Saved entries

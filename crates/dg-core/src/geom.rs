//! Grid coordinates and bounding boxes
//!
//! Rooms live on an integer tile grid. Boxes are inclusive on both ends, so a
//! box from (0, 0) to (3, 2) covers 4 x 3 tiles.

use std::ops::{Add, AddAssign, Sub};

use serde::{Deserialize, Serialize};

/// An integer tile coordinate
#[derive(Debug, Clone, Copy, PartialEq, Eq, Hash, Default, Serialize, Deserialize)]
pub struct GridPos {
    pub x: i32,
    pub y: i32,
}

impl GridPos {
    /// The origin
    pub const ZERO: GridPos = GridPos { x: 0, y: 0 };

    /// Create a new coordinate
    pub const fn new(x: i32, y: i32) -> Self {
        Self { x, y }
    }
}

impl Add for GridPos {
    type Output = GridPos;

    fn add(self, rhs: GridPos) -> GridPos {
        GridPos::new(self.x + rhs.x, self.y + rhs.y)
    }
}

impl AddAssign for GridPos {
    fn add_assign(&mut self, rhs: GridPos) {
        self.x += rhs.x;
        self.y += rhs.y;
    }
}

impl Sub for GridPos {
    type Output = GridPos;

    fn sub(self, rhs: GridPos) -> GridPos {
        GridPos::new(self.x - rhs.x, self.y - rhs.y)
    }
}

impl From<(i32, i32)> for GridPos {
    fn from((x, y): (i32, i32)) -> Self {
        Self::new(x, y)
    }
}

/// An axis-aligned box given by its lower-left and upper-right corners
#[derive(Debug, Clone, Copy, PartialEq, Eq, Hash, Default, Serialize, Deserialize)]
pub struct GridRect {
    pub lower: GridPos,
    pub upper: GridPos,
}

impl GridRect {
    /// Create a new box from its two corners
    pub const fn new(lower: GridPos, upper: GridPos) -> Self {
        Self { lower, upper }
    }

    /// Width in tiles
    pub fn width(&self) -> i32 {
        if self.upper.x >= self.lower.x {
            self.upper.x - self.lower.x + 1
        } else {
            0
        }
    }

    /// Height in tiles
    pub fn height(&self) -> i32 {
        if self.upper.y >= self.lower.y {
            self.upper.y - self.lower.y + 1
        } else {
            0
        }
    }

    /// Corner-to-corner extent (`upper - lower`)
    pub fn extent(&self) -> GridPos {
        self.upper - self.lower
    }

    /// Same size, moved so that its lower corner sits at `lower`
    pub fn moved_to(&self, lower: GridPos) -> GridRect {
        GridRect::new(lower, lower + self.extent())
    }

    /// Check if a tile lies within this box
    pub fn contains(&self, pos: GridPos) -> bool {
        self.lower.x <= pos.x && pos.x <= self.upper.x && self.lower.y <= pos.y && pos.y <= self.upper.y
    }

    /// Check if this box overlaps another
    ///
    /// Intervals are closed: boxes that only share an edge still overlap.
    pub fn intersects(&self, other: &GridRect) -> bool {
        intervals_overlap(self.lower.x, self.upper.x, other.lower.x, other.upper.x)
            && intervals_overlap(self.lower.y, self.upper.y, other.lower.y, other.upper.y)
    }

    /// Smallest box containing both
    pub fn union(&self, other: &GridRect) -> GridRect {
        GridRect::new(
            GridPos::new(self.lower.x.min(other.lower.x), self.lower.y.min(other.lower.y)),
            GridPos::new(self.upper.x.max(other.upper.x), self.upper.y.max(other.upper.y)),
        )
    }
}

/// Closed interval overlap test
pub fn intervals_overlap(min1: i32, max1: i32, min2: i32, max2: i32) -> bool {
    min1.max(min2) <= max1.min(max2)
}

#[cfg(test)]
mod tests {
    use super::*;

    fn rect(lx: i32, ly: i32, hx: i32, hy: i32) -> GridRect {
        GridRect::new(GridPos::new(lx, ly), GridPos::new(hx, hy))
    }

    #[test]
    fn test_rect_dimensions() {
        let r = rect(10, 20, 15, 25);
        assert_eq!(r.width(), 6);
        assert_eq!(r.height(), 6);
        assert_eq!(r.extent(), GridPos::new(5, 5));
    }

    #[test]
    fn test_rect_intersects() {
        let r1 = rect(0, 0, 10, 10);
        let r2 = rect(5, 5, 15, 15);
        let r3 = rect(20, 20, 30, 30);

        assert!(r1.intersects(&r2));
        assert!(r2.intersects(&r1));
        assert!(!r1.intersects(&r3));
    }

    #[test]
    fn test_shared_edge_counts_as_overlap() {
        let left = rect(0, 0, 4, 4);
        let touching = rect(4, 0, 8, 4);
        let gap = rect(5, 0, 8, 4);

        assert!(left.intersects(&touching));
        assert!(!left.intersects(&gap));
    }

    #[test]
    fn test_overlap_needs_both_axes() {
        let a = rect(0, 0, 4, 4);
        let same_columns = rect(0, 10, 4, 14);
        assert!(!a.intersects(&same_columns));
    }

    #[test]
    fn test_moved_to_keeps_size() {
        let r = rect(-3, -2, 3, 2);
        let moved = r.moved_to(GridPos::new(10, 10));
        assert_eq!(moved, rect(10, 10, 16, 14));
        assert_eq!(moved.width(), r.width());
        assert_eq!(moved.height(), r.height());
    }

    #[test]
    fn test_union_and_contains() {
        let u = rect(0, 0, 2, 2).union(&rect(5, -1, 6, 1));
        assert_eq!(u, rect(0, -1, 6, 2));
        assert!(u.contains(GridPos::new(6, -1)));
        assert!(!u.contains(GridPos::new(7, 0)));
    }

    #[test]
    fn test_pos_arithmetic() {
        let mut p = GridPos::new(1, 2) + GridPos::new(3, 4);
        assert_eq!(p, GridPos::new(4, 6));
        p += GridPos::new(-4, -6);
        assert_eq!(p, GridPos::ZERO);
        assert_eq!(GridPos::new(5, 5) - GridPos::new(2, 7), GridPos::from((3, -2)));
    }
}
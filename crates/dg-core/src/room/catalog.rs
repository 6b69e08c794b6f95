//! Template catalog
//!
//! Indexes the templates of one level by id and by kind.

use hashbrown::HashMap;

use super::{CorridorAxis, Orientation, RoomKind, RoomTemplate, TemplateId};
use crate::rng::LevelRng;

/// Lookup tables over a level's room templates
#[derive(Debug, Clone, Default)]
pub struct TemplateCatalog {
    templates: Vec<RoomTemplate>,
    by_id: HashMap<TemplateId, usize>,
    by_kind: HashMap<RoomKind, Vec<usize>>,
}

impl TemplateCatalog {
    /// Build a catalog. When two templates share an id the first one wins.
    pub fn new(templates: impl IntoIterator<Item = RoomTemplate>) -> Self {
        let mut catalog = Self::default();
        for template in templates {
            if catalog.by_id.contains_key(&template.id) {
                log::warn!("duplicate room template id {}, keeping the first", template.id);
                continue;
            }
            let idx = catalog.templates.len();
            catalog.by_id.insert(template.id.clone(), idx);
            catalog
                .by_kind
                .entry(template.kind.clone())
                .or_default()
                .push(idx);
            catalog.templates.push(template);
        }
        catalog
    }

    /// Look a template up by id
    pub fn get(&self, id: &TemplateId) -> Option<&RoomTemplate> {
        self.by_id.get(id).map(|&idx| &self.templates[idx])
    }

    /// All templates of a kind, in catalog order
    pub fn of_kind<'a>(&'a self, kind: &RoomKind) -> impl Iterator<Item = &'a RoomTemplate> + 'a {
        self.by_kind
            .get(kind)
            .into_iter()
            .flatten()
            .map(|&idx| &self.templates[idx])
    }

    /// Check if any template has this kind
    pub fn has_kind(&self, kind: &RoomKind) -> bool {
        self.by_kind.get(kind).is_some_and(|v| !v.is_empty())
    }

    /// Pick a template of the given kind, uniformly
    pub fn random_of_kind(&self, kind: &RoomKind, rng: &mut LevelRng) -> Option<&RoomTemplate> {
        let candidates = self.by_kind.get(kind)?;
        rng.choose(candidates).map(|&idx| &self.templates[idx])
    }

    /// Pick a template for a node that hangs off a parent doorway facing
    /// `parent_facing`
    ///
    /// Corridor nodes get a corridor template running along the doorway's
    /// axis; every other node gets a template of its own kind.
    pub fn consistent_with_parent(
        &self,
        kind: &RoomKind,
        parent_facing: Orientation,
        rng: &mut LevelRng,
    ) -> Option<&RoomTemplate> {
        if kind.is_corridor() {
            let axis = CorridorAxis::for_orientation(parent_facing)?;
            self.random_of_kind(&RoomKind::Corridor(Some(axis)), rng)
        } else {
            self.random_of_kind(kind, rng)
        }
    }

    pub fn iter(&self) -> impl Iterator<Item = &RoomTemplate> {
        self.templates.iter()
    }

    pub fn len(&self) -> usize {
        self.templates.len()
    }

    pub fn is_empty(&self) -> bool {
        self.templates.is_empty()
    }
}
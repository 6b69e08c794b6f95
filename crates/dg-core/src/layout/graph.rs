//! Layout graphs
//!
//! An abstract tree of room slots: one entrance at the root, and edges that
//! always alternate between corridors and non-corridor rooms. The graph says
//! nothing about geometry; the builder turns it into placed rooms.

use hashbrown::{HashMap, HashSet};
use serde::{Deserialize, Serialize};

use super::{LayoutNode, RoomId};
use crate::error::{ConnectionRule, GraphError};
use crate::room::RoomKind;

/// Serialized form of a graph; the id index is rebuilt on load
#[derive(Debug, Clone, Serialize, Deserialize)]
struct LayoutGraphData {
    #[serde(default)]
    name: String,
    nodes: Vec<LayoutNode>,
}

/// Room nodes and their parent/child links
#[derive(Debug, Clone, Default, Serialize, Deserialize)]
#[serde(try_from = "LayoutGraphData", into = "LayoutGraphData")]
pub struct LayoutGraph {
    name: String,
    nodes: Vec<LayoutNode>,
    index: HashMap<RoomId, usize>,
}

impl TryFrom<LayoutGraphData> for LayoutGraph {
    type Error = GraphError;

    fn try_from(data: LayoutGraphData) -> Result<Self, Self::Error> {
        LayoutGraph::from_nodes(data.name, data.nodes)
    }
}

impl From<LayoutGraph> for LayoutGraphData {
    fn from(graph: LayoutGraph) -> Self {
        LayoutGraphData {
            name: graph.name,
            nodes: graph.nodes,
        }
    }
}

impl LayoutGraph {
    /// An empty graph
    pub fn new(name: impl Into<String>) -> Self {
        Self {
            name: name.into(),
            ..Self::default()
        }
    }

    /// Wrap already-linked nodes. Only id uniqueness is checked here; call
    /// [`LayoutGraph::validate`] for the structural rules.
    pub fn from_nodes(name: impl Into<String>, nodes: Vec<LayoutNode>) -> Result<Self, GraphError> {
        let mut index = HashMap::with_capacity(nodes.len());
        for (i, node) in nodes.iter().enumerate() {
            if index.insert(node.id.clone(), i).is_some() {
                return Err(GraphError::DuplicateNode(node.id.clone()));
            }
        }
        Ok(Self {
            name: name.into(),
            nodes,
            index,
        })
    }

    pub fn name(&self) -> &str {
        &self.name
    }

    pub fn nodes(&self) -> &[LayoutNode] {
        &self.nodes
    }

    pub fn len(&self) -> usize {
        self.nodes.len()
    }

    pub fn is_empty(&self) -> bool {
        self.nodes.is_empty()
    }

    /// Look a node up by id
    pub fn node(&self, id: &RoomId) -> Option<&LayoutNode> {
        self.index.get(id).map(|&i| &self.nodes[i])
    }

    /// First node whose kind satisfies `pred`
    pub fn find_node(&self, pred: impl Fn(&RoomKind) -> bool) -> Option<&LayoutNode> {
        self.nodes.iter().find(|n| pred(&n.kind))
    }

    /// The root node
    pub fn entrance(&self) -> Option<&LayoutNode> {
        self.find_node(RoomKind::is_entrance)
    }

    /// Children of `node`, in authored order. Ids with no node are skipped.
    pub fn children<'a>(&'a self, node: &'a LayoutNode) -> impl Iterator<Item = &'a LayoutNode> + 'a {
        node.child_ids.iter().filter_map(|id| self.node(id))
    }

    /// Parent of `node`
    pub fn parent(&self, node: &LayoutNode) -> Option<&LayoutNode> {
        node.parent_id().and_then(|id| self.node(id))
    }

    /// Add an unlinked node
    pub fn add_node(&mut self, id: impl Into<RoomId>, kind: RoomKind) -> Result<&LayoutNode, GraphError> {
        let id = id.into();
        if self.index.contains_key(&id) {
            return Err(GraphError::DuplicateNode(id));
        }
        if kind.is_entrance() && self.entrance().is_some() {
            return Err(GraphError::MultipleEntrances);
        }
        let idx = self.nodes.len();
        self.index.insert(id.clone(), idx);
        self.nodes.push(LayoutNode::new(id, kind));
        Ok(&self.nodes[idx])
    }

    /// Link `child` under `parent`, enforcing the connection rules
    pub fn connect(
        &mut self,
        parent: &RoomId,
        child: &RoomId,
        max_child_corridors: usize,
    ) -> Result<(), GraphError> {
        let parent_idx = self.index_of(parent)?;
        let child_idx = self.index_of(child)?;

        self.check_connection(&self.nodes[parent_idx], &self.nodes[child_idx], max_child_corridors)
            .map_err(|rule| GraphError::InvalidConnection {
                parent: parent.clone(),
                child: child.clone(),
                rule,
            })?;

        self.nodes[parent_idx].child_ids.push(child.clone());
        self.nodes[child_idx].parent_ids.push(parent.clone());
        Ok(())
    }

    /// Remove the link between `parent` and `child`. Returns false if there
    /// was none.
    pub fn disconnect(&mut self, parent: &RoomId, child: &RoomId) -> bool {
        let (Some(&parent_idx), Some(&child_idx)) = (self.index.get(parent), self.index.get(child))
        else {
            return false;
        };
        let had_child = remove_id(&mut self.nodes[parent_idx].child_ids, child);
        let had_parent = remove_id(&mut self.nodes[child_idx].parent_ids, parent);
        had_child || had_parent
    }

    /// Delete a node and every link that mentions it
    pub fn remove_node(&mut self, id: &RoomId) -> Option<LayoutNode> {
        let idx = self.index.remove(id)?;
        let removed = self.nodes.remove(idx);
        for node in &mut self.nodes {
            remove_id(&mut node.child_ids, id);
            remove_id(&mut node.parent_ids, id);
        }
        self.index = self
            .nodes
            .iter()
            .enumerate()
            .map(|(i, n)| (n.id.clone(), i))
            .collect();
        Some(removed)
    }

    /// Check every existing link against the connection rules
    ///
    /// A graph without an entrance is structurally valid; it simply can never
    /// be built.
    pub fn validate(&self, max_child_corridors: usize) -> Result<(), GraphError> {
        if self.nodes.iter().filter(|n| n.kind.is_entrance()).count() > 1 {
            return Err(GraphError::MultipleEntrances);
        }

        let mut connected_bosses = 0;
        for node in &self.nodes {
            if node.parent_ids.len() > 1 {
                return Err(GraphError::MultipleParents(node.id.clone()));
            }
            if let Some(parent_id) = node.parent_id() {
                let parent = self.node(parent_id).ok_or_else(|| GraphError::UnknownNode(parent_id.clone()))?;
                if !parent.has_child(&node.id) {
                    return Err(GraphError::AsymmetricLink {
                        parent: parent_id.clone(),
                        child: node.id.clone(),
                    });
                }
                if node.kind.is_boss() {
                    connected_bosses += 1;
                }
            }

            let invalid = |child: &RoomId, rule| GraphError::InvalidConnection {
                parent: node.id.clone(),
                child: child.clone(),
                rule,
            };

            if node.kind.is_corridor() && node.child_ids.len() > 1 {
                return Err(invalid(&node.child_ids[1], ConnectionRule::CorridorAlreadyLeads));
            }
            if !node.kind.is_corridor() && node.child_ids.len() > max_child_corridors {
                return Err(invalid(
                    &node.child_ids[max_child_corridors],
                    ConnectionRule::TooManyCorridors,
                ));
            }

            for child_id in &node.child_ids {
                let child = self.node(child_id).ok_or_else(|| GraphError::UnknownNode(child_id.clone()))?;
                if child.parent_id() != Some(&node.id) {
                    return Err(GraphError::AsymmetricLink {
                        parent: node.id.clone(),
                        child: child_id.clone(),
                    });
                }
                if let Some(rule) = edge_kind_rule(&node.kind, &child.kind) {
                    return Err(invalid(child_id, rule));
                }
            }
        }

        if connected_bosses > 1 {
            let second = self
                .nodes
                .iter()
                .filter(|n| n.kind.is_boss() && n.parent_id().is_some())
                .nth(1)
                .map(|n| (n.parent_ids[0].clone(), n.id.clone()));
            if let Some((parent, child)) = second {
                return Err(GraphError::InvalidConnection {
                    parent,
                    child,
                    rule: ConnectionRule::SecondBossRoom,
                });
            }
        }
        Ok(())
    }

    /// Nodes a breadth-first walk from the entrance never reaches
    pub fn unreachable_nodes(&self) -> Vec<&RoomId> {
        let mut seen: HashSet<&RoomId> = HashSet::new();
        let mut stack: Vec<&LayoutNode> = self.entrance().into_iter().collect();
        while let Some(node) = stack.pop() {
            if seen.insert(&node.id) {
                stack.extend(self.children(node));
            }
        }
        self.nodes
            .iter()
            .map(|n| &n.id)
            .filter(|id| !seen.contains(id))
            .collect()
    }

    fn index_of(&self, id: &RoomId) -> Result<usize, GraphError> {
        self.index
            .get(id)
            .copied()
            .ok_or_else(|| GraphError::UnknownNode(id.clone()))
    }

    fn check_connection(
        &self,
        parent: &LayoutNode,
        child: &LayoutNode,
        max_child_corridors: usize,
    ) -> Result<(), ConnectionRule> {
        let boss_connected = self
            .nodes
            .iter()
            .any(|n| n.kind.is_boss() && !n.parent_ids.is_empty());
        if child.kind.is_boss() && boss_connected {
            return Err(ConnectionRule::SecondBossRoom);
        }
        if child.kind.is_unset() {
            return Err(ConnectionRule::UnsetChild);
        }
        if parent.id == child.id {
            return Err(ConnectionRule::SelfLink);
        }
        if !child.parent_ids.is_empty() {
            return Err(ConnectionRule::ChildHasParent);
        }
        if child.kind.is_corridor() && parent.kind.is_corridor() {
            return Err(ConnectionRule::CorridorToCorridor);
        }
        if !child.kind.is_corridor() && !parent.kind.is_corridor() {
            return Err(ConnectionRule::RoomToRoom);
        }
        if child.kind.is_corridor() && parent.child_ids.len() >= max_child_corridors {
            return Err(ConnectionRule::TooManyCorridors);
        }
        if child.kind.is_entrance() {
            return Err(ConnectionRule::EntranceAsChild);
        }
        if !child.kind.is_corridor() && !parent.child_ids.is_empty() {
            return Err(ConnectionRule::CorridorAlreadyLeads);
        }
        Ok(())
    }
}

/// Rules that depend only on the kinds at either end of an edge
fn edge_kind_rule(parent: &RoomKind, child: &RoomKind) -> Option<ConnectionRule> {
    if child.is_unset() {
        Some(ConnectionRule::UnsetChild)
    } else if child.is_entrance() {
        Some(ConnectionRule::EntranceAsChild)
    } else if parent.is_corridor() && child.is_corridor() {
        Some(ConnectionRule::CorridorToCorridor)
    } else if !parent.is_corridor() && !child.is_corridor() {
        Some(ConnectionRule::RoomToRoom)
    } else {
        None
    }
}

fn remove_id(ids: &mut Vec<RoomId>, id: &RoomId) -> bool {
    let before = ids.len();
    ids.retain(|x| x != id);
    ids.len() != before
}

_TASK ITEM:_
Each line above where the word "that" occurs should be copied out.

_TASK RESULT:_
    /// Same size, moved so that its lower corner sits at `lower`
    /// Intervals are closed: boxes that only share an edge still overlap.
    /// Pick a template for a node that hangs off a parent doorway facing
//! An abstract tree of room slots: one entrance at the root, and edges that
    /// Delete a node and every link that mentions it
/// Rules that depend only on the kinds at either end of an edge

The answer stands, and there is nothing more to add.